All lines from the one with "acknowledge runs need." through the end of the records below are to be given again exactly, and nothing else.

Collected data
────────────────────

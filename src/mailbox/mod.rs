//! Access to the remote mailbox.
//!
//! The batch runs only talk to a [`MailboxSession`]; the IMAP implementation
//! lives in [`imap`], tests use an in-memory one.

pub mod imap;

pub use self::imap::{ImapMailbox, ImapSettings};

use crate::error::Result;

/// IMAP message sequence number.
pub type SeqNum = u32;

/// The mailbox operations the fetch and acknowledge runs need.
pub trait MailboxSession {
    /// Sequence numbers of all messages without the `\Seen` flag, ascending.
    fn search_unseen(&mut self) -> Result<Vec<SeqNum>>;

    /// Complete raw message, fetched without setting `\Seen`.
    ///
    /// `None` when the server returned no body for this message.
    fn fetch_raw(&mut self, seq: SeqNum) -> Result<Option<Vec<u8>>>;

    /// Sequence numbers of messages whose `Message-ID` header contains `message_id`, ascending.
    ///
    /// This is a substring match; callers confirm candidates with
    /// [`MailboxSession::fetch_header_fields`].
    fn search_message_id(&mut self, message_id: &str) -> Result<Vec<SeqNum>>;

    /// The header block of a message, fetched without setting `\Seen`.
    fn fetch_header_fields(&mut self, seq: SeqNum) -> Result<Option<Vec<u8>>>;

    /// Add the `\Seen` flag.
    fn mark_seen(&mut self, seq: SeqNum) -> Result<()>;

    /// End the session.
    fn logout(&mut self) -> Result<()>;
}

────────────────────

▶ _RESULT OF THIS EXERCISE_:
/// The mailbox operations the fetch and acknowledge runs need.
pub trait MailboxSession {
    /// Sequence numbers of all messages without the `\Seen` flag, ascending.
    fn search_unseen(&mut self) -> Result<Vec<SeqNum>>;

    /// Complete raw message, fetched without setting `\Seen`.
    ///
    /// `None` when the server returned no body for this message.
    fn fetch_raw(&mut self, seq: SeqNum) -> Result<Option<Vec<u8>>>;

    /// Sequence numbers of messages whose `Message-ID` header contains `message_id`, ascending.
    ///
    /// This is a substring match; callers confirm candidates with
    /// [`MailboxSession::fetch_header_fields`].
    fn search_message_id(&mut self, message_id: &str) -> Result<Vec<SeqNum>>;

    /// The header block of a message, fetched without setting `\Seen`.
    fn fetch_header_fields(&mut self, seq: SeqNum) -> Result<Option<Vec<u8>>>;

    /// Add the `\Seen` flag.
    fn mark_seen(&mut self, seq: SeqNum) -> Result<()>;

    /// End the session.
    fn logout(&mut self) -> Result<()>;
}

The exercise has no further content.